**AIM OF THE TASK:** Copy out each line of the data that holds the word "SharedTables".

(Data extracted from a collection)

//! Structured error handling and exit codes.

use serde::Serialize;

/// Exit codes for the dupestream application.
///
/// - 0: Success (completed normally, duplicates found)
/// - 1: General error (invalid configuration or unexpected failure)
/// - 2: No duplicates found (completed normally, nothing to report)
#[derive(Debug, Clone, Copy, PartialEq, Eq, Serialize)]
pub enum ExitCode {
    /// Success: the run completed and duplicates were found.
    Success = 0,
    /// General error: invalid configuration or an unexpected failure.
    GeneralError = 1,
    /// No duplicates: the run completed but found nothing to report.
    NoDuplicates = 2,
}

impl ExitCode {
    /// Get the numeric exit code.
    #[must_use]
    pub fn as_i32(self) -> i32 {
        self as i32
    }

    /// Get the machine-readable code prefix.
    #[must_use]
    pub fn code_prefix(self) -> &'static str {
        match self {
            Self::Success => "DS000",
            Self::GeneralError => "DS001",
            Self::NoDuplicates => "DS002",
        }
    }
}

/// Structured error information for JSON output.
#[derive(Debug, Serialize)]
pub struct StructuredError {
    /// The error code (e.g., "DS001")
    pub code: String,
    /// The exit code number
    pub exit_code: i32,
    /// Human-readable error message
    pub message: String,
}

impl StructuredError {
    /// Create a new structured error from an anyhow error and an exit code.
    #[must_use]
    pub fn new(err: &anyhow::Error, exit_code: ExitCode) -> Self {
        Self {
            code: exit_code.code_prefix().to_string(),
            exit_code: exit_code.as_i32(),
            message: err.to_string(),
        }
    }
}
* * *
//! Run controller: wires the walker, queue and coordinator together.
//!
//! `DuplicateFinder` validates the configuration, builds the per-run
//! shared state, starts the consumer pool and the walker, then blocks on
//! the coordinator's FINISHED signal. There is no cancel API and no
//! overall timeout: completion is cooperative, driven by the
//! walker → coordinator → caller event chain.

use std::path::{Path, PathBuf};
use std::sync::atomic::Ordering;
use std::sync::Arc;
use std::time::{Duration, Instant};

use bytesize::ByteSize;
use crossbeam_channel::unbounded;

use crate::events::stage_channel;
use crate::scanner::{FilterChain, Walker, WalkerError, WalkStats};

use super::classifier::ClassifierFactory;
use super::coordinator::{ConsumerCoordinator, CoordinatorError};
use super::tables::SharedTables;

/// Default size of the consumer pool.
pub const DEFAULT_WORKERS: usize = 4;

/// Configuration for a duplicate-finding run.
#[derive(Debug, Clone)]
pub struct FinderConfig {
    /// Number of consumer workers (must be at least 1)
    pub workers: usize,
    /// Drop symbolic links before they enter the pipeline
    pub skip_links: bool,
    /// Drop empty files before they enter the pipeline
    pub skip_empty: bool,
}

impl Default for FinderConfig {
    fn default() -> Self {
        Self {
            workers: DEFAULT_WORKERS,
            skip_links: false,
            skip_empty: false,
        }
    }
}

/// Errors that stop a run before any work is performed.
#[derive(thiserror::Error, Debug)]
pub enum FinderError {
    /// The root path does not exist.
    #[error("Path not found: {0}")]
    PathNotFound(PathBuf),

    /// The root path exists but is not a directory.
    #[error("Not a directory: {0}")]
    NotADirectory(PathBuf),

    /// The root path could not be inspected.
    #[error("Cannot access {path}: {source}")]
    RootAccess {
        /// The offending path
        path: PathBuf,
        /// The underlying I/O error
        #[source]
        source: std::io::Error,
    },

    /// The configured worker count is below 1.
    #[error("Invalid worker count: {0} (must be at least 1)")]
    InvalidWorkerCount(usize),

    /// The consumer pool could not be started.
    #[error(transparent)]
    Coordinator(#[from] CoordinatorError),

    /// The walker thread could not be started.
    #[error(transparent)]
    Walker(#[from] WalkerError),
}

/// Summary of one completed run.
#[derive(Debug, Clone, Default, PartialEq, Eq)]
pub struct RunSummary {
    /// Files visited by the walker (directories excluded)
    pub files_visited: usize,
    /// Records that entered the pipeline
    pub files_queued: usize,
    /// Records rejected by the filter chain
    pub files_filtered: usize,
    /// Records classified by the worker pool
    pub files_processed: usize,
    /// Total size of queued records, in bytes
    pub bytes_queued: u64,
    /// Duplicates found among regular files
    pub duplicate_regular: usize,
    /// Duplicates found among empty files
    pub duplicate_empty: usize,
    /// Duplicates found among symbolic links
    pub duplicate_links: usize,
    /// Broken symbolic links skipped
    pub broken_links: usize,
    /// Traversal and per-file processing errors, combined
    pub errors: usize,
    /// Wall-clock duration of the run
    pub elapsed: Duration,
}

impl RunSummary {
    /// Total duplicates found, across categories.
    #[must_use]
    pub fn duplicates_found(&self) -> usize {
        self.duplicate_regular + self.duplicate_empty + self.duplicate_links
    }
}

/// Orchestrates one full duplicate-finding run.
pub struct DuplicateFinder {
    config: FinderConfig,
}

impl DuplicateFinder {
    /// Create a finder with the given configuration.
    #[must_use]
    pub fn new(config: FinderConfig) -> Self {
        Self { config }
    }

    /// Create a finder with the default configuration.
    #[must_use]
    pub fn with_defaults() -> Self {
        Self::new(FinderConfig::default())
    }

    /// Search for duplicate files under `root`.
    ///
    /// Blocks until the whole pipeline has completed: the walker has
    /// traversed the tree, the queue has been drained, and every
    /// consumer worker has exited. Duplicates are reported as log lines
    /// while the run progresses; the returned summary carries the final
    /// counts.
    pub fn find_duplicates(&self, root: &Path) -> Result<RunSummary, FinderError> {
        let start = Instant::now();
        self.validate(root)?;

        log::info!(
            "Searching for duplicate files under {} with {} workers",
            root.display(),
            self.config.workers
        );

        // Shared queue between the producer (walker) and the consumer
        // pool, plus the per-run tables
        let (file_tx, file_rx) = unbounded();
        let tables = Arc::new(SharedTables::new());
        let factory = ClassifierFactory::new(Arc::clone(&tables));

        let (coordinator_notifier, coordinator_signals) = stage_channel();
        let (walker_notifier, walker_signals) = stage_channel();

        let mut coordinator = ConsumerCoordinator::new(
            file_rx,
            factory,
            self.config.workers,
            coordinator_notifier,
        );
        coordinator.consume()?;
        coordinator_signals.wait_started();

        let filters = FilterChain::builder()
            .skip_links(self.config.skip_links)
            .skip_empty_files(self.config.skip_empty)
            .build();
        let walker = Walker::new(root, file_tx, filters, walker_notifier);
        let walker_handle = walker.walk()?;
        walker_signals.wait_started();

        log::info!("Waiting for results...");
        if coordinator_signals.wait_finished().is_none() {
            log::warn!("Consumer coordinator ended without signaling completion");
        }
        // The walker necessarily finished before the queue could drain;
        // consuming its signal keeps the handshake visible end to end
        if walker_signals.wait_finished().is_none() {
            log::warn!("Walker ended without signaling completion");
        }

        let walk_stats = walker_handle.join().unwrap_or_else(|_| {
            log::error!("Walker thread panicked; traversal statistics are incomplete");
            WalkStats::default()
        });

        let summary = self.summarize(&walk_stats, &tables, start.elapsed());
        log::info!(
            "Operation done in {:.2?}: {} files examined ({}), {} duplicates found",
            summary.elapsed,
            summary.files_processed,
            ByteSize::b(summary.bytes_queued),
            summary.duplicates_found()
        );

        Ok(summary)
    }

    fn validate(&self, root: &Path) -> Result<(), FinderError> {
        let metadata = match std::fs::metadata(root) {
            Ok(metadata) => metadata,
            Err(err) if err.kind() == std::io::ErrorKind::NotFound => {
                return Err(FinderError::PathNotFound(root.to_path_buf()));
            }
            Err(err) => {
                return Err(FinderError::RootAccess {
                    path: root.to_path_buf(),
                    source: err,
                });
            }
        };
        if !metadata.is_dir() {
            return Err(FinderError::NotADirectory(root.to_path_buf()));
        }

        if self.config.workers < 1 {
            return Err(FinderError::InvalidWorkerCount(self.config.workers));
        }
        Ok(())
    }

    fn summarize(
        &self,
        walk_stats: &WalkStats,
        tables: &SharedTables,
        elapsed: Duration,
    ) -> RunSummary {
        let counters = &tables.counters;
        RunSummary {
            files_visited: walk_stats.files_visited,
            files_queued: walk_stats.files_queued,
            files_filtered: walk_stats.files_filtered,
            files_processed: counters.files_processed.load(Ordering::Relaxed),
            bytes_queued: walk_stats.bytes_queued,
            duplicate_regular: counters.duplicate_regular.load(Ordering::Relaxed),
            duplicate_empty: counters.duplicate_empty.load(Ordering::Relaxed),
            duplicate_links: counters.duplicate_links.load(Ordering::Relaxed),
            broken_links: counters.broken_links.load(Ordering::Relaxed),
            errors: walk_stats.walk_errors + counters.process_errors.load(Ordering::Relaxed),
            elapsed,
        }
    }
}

**RESPONSE TO THE TASK:**
use super::tables::SharedTables;
        let tables = Arc::new(SharedTables::new());
        tables: &SharedTables,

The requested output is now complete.